La nota affermazione agostiniana “ama e fa quel che vuoi”
sembrerebbe confermare la posizione in analisi. Ma Sant’Agostino ha inteso
veramente dire che “in amore è tutto consentito?”. Ovviamente no: Agostino
commentando un passo della prima lettera di San Giovanni (dove si afferma che
“Dio è Amore”) ci mostra come l’amore è carità divina, è agape. Se si vive tale
carità (disinteressata, altruista, alla ricerca cioè del bene dell’altro prima
che del proprio) allora qualsiasi cosa si faccia è ben fatta. Dipende dunque
dalle intenzioni che sottostanno al nostro comportamento. L’affermazione di
Sant’Agostino prosegue dicendo:
Ama e fa' ciò che
vuoi;
se taci, taci per
amore;
se correggi,
correggi per amore;
se perdoni, perdona
per amore;
abbi sempre in fondo
al cuore la radice dell'amore;
da questa radice non
possono che sorgere cose buone.
Sant’Agostino
ci invita a disciplinare l’amore, a purificarlo nella misericordia di Dio e a
sublimarlo nella carità. L’amore richiede regole, altrimenti –afferma Agostino
- ci sprofonda nei vizi, crea inquietudine, violenza, egoismo.
5.
L’amore è un’arte?
L’espressione
appartiene, come abbiamo già accennato, a Eric
Fromm. Egli è convinto che l’amore sia come un’arte: richieda totale
dedizione, conoscenza della teoria e graduale pratica. Nel suo libro indica tre
principali lezioni che dobbiamo accogliere per acquisire questa nobile arte:
-
Imparare a dare (non “cedere” in cambio di ciò
che si riceve, ma dare gratuitamente se stessi per sentirsi vivi, dare
gratuitamente);
-
Lasciare
liberi (rischiando per amore di non essere corrisposti: l’amore non può essere
imposto);
-
Essere
fedeli
6.
II parte: DIO, SORGENTE DELL’AMORE
Più che
amare Dio (rendendolo l’oggetto del nostro amore), dobbiamo imparare a
lasciarci amare da Dio (soggetto primo dell’amore) che ci ama per primo, che è
sorgente dell’amore.
La Bibbia può essere letta come una
appassionata e travagliata lettera d’amore nei confronti dell’umanità spesso
infedele perché preferisce a Dio gli idoli.

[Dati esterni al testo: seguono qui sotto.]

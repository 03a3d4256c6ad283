//! Month grid used by the attendance calendar.

use async_graphql::SimpleObject;
use chrono::{Datelike, NaiveDate};
use serde::Serialize;

use crate::error::{HrError, HrResult};

#[derive(Clone, Debug, PartialEq, Eq, SimpleObject, Serialize)]
pub struct MonthGrid {
    pub year: i32,
    pub month: u32,
    /// Empty cells before day 1, counted from Sunday.
    pub leading_blanks: u32,
    pub days_in_month: u32,
    pub cells: Vec<Option<u32>>,
}

impl MonthGrid {
    pub fn weeks(&self) -> Vec<Vec<Option<u32>>> {
        self.cells.chunks(7).map(<[_]>::to_vec).collect()
    }

    pub fn first_day(&self) -> NaiveDate {
        NaiveDate::from_ymd_opt(self.year, self.month, 1).unwrap_or_default()
    }

    /// `February 2024`.
    pub fn month_label(&self) -> String {
        self.first_day().format("%B %Y").to_string()
    }
}

pub fn month_grid(year: i32, month: u32) -> HrResult<MonthGrid> {
    let first = NaiveDate::from_ymd_opt(year, month, 1)
        .ok_or(HrError::InvalidMonth { year, month })?;
    let days_in_month = days_in_month(first).ok_or(HrError::InvalidMonth { year, month })?;
    let leading_blanks = first.weekday().num_days_from_sunday();

    let cells = std::iter::repeat_n(None, leading_blanks as usize)
        .chain((1..=days_in_month).map(Some))
        .collect();

    Ok(MonthGrid {
        year,
        month,
        leading_blanks,
        days_in_month,
        cells,
    })
}

fn days_in_month(first: NaiveDate) -> Option<u32> {
    let (year, month) = if first.month() == 12 {
        (first.year() + 1, 1)
    } else {
        (first.year(), first.month() + 1)
    };
    let next = NaiveDate::from_ymd_opt(year, month, 1)?;
    next.pred_opt().map(|last| last.day())
}

#[cfg(test)]
mod tests {
    use super::*;

    #[test]
    fn february_leap_year() {
        // 2024-02-01 is a Thursday.
        let grid = month_grid(2024, 2).unwrap();
        assert_eq!(grid.days_in_month, 29);
        assert_eq!(grid.leading_blanks, 4);
        assert_eq!(grid.cells.len(), 33);
        assert_eq!(&grid.cells[..5], &[None, None, None, None, Some(1)]);
        assert_eq!(grid.cells.last(), Some(&Some(29)));
    }

    #[test]
    fn february_common_year() {
        let grid = month_grid(2025, 2).unwrap();
        assert_eq!(grid.days_in_month, 28);
        // 2025-02-01 is a Saturday.
        assert_eq!(grid.leading_blanks, 6);
    }

    #[test]
    fn month_starting_on_sunday_has_no_blanks() {
        // 2025-06-01 is a Sunday.
        let grid = month_grid(2025, 6).unwrap();
        assert_eq!(grid.leading_blanks, 0);
        assert_eq!(grid.cells.first(), Some(&Some(1)));
        assert_eq!(grid.cells.len(), 30);
    }

    #[test]
    fn december_rolls_into_next_year() {
        let grid = month_grid(2025, 12).unwrap();
        assert_eq!(grid.days_in_month, 31);
        assert_eq!(grid.month_label(), "December 2025");
    }

    #[test]
    fn cell_count_matches_offset_plus_days_for_every_month() {
        for year in [1999, 2000, 2023, 2024, 2100] {
            for month in 1..=12 {
                let grid = month_grid(year, month).unwrap();
                let blanks = grid.cells.iter().filter(|c| c.is_none()).count();
                assert_eq!(blanks as u32, grid.leading_blanks);
                assert_eq!(
                    grid.cells.len() as u32,
                    grid.leading_blanks + grid.days_in_month
                );
                assert!(grid.leading_blanks < 7);
            }
        }
    }

    #[test]
    fn weeks_chunk_by_seven() {
        let grid = month_grid(2024, 2).unwrap();
        let weeks = grid.weeks();
        assert_eq!(weeks.len(), 5);
        assert_eq!(weeks[0].len(), 7);
        assert_eq!(weeks[4].len(), 5);
    }

    #[test]
    fn rejects_out_of_range_month() {
        assert_eq!(
            month_grid(2025, 13),
            Err(HrError::InvalidMonth {
                year: 2025,
                month: 13
            })
        );
        assert!(month_grid(2025, 0).is_err());
    }
}
mod config;
mod graphql;
mod http;

use std::{collections::BTreeMap, path::PathBuf, sync::Arc};

use anyhow::{Context, Result, anyhow};
use chrono::NaiveDate;
use clap::{Args, Parser, Subcommand};
use platform_obs::{ObsConfig, init_tracing};
use products_hr::{HrModule, Role};
use tracing::info;

use crate::{
    config::{AppConfig, parse_as_of},
    graphql::GraphqlData,
    http::{AppState, ServeConfig},
};

#[derive(Parser, Debug)]
#[command(name = "hr-dashboard", version, about = "Multi-role HR dashboard")]
struct Cli {
    /// Reference date for overdue and upcoming flags (YYYY-MM-DD).
    #[arg(long, global = true, value_parser = parse_as_of)]
    as_of: Option<NaiveDate>,
    #[command(subcommand)]
    command: Command,
}

#[derive(Subcommand, Debug)]
enum Command {
    /// Start the HTTP + GraphQL server.
    Serve(ServeCommand),
    /// List dashboard pages.
    Pages {
        #[arg(long)]
        role: Option<Role>,
    },
    /// Render one page as JSON.
    Report {
        slug: String,
        /// Filter value, repeatable: `--param status=active`.
        #[arg(long = "param", value_name = "KEY=VALUE", value_parser = parse_param)]
        params: Vec<(String, String)>,
    },
    /// Print a month grid.
    Calendar { year: i32, month: u32 },
    /// Print the GraphQL schema snapshot.
    #[command(name = "schema:print")]
    SchemaPrint {
        #[arg(long, value_name = "FILE", help = "Destination file path")]
        output: Option<PathBuf>,
    },
}

#[derive(Args, Debug)]
struct ServeCommand {
    #[arg(long, default_value = "0.0.0.0")]
    host: std::net::IpAddr,
    #[arg(long, default_value_t = 8080)]
    port: u16,
}

impl From<ServeCommand> for ServeConfig {
    fn from(value: ServeCommand) -> Self {
        ServeConfig::new(value.host, value.port)
    }
}

fn parse_param(raw: &str) -> Result<(String, String)> {
    let (key, value) = raw
        .split_once('=')
        .ok_or_else(|| anyhow!("expected KEY=VALUE, got {raw:?}"))?;
    let key = key.trim();
    if key.is_empty() {
        anyhow::bail!("empty parameter name in {raw:?}");
    }
    Ok((key.to_string(), value.to_string()))
}

#[tokio::main]
async fn main() -> Result<()> {
    dotenvy::dotenv().ok();
    init_tracing(ObsConfig::default())?;
    let cli = Cli::parse();
    let config = Arc::new(AppConfig::load()?.with_as_of(cli.as_of));
    let module = HrModule::new(config.as_of);
    match cli.command {
        Command::Serve(cmd) => run_server(cmd, config, module).await,
        Command::Pages { role } => print_json(&module.pages(role)),
        Command::Report { slug, params } => {
            let params: BTreeMap<_, _> = params.into_iter().collect();
            print_json(&module.report(&slug, &params)?)
        }
        Command::Calendar { year, month } => {
            let grid = module.calendar(year, month)?;
            println!("{}", grid.month_label());
            println!("Su Mo Tu We Th Fr Sa");
            for week in grid.weeks() {
                let line = week
                    .iter()
                    .map(|cell| cell.map_or_else(|| "  ".to_string(), |day| format!("{day:>2}")))
                    .collect::<Vec<_>>()
                    .join(" ");
                println!("{}", line.trim_end());
            }
            Ok(())
        }
        Command::SchemaPrint { output } => schema_print(&config, module, output),
    }
}

fn print_json<T: serde::Serialize>(value: &T) -> Result<()> {
    println!("{}", serde_json::to_string_pretty(value)?);
    Ok(())
}

fn schema_print(config: &AppConfig, module: HrModule, path: Option<PathBuf>) -> Result<()> {
    let schema = graphql::build_schema(GraphqlData {
        module,
        org_name: config.org_name.clone(),
    });
    let sdl = schema.sdl();
    match path {
        Some(target) => {
            std::fs::write(&target, sdl)
                .with_context(|| format!("failed to write {}", target.display()))?;
            info!(path = %target.display(), "schema written");
        }
        None => print!("{sdl}"),
    }
    Ok(())
}

async fn run_server(cmd: ServeCommand, config: Arc<AppConfig>, module: HrModule) -> Result<()> {
    let schema = graphql::build_schema(GraphqlData {
        module,
        org_name: config.org_name.clone(),
    });
    let state = AppState {
        schema,
        module,
        config,
    };
    http::serve(cmd.into(), state).await
}
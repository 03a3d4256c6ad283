pub mod benefits;
pub mod compliance;
pub mod departments;
pub mod payroll;
pub mod users;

Come ama Dio? Con la tenerezza di un padre o
la misericordia di una madre; con la passione (e la gelosia) di un amante, come
uno sposo che ama in modo fedele, fecondo e per sempre la sua sposa.
Dio è amore, è per sua essenza amore, ha
creato ogni cosa (e l’umanità creata a sua immagine) per amore.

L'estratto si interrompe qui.